Markdown

Runbook: fabric manager failure¶

Scope: nvidia-fabricmanager is inactive or aborting on an NVSwitch system (HGX/DGX 8-GPU baseboard, GB200/GB300 NVL72), so GPUs do not form their NVLink domain and collectives degrade to PCIe. Diagnose, restore the version-matched Fabric Manager, and prove NVLink before readmitting the node.

Reference templates on real APIs.

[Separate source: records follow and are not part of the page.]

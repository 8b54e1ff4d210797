//! The evaluation harness: wires every worker into the chain, launches one
//! thread per participant, and gathers their reports.

use std::thread;

use num_traits::Float;

use crate::broadcast::broadcast_channels;
use crate::chain::chain_stations;
use crate::error::{PipelineError, Result};
use crate::params::validate_worker_count;
use crate::report::Evaluation;
use crate::request::EvaluationRequest;
use crate::verify::verify_channels;
use crate::worker::{Duty, Worker};

/// A fixed-size chain of cooperating workers.
///
/// Workers are launched together for the lifetime of one evaluation; there
/// is no dynamic worker creation and no shared mutable state between them.
/// All coordination happens through blocking message passing, so a stalled
/// participant stalls the whole run.
#[derive(Clone, Copy, Debug, PartialEq, Eq)]
pub struct Pipeline {
    workers: usize,
}

impl Pipeline {
    /// Initialize a pipeline with the given chain length.
    pub fn new(workers: usize) -> Result<Self> {
        if !validate_worker_count(workers) {
            return Err(PipelineError::InvalidWorkerCount(workers));
        }
        Ok(Self { workers })
    }

    /// Number of workers in the chain.
    pub fn workers(&self) -> usize {
        self.workers
    }

    /// Run one distributed evaluation.
    ///
    /// Rank 0 acts as the coordinator: it broadcasts the request, computes
    /// the first partial sum, and answers the tail's verification request.
    /// The returned [`Evaluation`] carries every worker's report in rank
    /// order plus the tail's comparison against the direct result.
    pub fn evaluate<F>(&self, request: EvaluationRequest<F>) -> Result<Evaluation<F>>
    where
        F: Float + Send + 'static,
    {
        let workers = self.workers;
        let x = request.x();

        let (broadcast_sender, broadcast_receivers) = broadcast_channels(workers);
        let (responder, mut clients) = verify_channels(workers);
        let stations = chain_stations(workers, clients.pop());
        drop(clients);

        let mut duties = Vec::with_capacity(workers);
        duties.push(Duty::Coordinator {
            broadcast: broadcast_sender,
            verify: responder,
            request,
        });
        duties.extend(
            broadcast_receivers
                .into_iter()
                .map(|broadcast| Duty::Member { broadcast }),
        );

        let mut handles = Vec::with_capacity(workers);
        for (rank, (duty, station)) in duties.into_iter().zip(stations).enumerate() {
            let worker = Worker {
                rank,
                workers,
                duty,
                station,
            };
            let handle = thread::Builder::new()
                .name(format!("worker-{rank}"))
                .spawn(move || worker.run())
                .map_err(|source| PipelineError::SpawnFailed { rank, source })?;
            handles.push(handle);
        }

        let mut reports = Vec::with_capacity(workers);
        for (rank, handle) in handles.into_iter().enumerate() {
            let report = handle
                .join()
                .map_err(|_| PipelineError::WorkerPanicked(rank))??;
            reports.push(report);
        }

        let comparison = match reports.last().and_then(|report| report.comparison) {
            Some(comparison) => comparison,
            None => return Err(PipelineError::MissingComparison),
        };

        Ok(Evaluation::new(x, workers, reports, comparison))
    }
}

#[cfg(test)]
mod tests {
    use crate::chain::Role;
    use crate::params::{MAX_WORKERS, VERIFY_TOLERANCE};

    use super::*;

    #[test]
    fn test_rejects_zero_workers() {
        let err = Pipeline::new(0).unwrap_err();
        assert!(matches!(err, PipelineError::InvalidWorkerCount(0)));
    }

    #[test]
    fn test_rejects_oversized_chain() {
        let err = Pipeline::new(MAX_WORKERS + 1).unwrap_err();
        assert!(matches!(err, PipelineError::InvalidWorkerCount(_)));
    }

    #[test]
    fn test_solo_evaluation() {
        let pipeline = Pipeline::new(1).unwrap();
        let request = EvaluationRequest::new(2.0f32, vec![1.0, 2.0, 3.0, 4.0]).unwrap();
        let evaluation = pipeline.evaluate(request).unwrap();
        assert_eq!(evaluation.accumulated(), 49.0);
        assert_eq!(evaluation.reference(), 49.0);
        assert!(evaluation.comparison().within(VERIFY_TOLERANCE));
    }

    #[test]
    fn test_chain_evaluation_gathers_reports_in_rank_order() {
        let pipeline = Pipeline::new(3).unwrap();
        let request = EvaluationRequest::new(1.0f32, vec![1.0; 6]).unwrap();
        let evaluation = pipeline.evaluate(request).unwrap();

        assert_eq!(evaluation.reports().len(), 3);
        for (rank, report) in evaluation.reports().iter().enumerate() {
            assert_eq!(report.rank, rank);
            assert_eq!(report.terms.len(), 2);
            assert_eq!(report.partial, 2.0);
        }
        assert_eq!(evaluation.accumulated(), 6.0);
        assert_eq!(evaluation.difference(), 0.0);
    }

    #[test]
    fn test_only_the_tail_carries_a_comparison() {
        let pipeline = Pipeline::new(4).unwrap();
        let request = EvaluationRequest::new(2.0f32, vec![1.0, 2.0, 3.0, 4.0]).unwrap();
        let evaluation = pipeline.evaluate(request).unwrap();
        let reports = evaluation.reports();
        assert!(reports[..3].iter().all(|r| r.comparison.is_none()));
        assert!(reports[3].comparison.is_some());

        let roles: Vec<_> = reports.iter().map(|r| r.role).collect();
        assert_eq!(roles, [Role::Head, Role::Middle, Role::Middle, Role::Tail]);
    }

    #[test]
    fn test_solo_worker_reports_the_collapsed_role() {
        let pipeline = Pipeline::new(1).unwrap();
        let request = EvaluationRequest::new(1.0f32, vec![1.0, 2.0]).unwrap();
        let evaluation = pipeline.evaluate(request).unwrap();
        assert_eq!(evaluation.reports()[0].role, Role::Solo);
    }
}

Nothing here was executed on hardware; pin versions to your driver branch and validate on one node before fleet use.

This is the failure-mode counterpart to the Fabric Manager reference (what FM is, how it is versioned) and the fabric bring-up / benchmarking procedure (how to prove NVLink and collectives). The most common root cause is a driver upgrade that left FM (or libnvidia-nscq) on the old version; that ordering belongs to the driver-upgrade runbook.

Trigger¶

Open this runbook when any of these is observed on an NVSwitch node:

systemctl is-active nvidia-fabricmanager returns anything but active: the service is inactive, failed, or started then exited.
New CUDA jobs on the node fail at init with cudaErrorSystemNotReady. NVIDIA: if an application launches before FM has initialised the system, or FM fails to initialise it, CUDA initialisation fails with cudaErrorSystemNotReady.¹
nvidia-smi nvlink --status shows links inactive, or nvidia-smi topo --matrix shows GPU pairs connected over PHB/SYS (PCIe host bridge / system) instead of NV#.⁵
Collectives that assumed NVLink slow down sharply (NCCL falls back to PCIe) and nccl-tests busbw collapses to a fraction of the NVLink figure (NCCL-hang runbook covers the stall variant).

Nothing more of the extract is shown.